[Extracted information Boundary: Start]
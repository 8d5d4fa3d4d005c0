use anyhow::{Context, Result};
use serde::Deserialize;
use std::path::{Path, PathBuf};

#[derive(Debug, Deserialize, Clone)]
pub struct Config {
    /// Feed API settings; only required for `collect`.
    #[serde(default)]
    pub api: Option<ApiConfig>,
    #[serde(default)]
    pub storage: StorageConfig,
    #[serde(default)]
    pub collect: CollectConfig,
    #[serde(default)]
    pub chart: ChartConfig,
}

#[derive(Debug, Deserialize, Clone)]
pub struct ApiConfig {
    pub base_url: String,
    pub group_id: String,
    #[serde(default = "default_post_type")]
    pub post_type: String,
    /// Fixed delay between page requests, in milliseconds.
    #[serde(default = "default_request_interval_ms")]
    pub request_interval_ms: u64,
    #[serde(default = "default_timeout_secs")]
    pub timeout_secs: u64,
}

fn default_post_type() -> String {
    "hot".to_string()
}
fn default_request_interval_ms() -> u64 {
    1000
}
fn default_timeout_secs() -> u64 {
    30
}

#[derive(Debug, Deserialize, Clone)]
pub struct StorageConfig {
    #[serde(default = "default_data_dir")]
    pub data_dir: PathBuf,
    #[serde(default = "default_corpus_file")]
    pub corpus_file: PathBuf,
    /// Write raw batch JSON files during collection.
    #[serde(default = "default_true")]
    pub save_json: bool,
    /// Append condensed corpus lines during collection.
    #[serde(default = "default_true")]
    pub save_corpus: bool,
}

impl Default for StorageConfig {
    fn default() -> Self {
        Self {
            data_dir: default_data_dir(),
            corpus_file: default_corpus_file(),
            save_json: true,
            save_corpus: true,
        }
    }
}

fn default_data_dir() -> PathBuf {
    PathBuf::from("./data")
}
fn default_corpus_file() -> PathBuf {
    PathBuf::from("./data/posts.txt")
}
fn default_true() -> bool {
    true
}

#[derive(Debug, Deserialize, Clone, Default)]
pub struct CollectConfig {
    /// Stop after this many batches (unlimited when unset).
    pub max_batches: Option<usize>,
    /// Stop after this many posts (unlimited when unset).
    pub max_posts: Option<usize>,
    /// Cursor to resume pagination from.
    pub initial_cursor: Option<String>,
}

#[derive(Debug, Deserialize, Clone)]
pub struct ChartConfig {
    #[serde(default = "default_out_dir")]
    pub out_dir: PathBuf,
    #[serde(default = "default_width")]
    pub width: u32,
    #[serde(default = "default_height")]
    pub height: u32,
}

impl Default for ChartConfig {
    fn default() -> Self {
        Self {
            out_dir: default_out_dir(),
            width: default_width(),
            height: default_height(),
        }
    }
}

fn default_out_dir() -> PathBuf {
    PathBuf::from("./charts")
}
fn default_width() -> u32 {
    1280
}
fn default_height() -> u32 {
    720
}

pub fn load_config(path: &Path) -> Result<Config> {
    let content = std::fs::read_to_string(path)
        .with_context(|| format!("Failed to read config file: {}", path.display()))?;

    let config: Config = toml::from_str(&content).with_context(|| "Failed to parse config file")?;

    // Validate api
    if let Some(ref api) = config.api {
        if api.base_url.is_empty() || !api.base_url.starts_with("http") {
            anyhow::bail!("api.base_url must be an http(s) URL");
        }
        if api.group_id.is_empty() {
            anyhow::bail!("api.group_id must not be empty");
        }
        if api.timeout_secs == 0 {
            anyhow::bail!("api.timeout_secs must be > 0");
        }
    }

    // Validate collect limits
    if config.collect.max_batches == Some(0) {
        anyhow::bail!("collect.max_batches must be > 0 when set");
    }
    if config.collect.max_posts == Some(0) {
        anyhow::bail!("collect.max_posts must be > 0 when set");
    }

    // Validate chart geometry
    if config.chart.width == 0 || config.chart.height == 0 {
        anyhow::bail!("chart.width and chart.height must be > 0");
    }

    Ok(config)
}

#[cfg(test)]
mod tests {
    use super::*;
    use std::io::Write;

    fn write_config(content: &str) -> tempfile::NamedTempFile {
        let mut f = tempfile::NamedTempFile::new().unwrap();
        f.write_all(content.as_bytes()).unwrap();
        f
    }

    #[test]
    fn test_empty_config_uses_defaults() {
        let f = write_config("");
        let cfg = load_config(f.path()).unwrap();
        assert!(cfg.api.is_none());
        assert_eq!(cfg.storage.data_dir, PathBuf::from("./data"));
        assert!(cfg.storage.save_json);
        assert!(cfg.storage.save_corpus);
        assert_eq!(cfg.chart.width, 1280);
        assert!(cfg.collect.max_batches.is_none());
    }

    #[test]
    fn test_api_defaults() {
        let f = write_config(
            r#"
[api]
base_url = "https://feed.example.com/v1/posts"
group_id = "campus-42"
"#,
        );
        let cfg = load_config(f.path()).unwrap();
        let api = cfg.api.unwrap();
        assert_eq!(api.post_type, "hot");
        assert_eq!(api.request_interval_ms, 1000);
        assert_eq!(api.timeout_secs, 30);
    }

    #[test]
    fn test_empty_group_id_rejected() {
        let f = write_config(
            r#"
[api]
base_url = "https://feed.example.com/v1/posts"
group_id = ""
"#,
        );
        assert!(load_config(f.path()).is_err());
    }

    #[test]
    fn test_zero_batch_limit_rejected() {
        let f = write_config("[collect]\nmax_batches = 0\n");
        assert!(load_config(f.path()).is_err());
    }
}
[Extracted information Boundary: End]
All lines that hold the word "Stop" should be copied from the data.

Answer space:
    /// Stop after this many batches (unlimited when unset).
    /// Stop after this many posts (unlimited when unset).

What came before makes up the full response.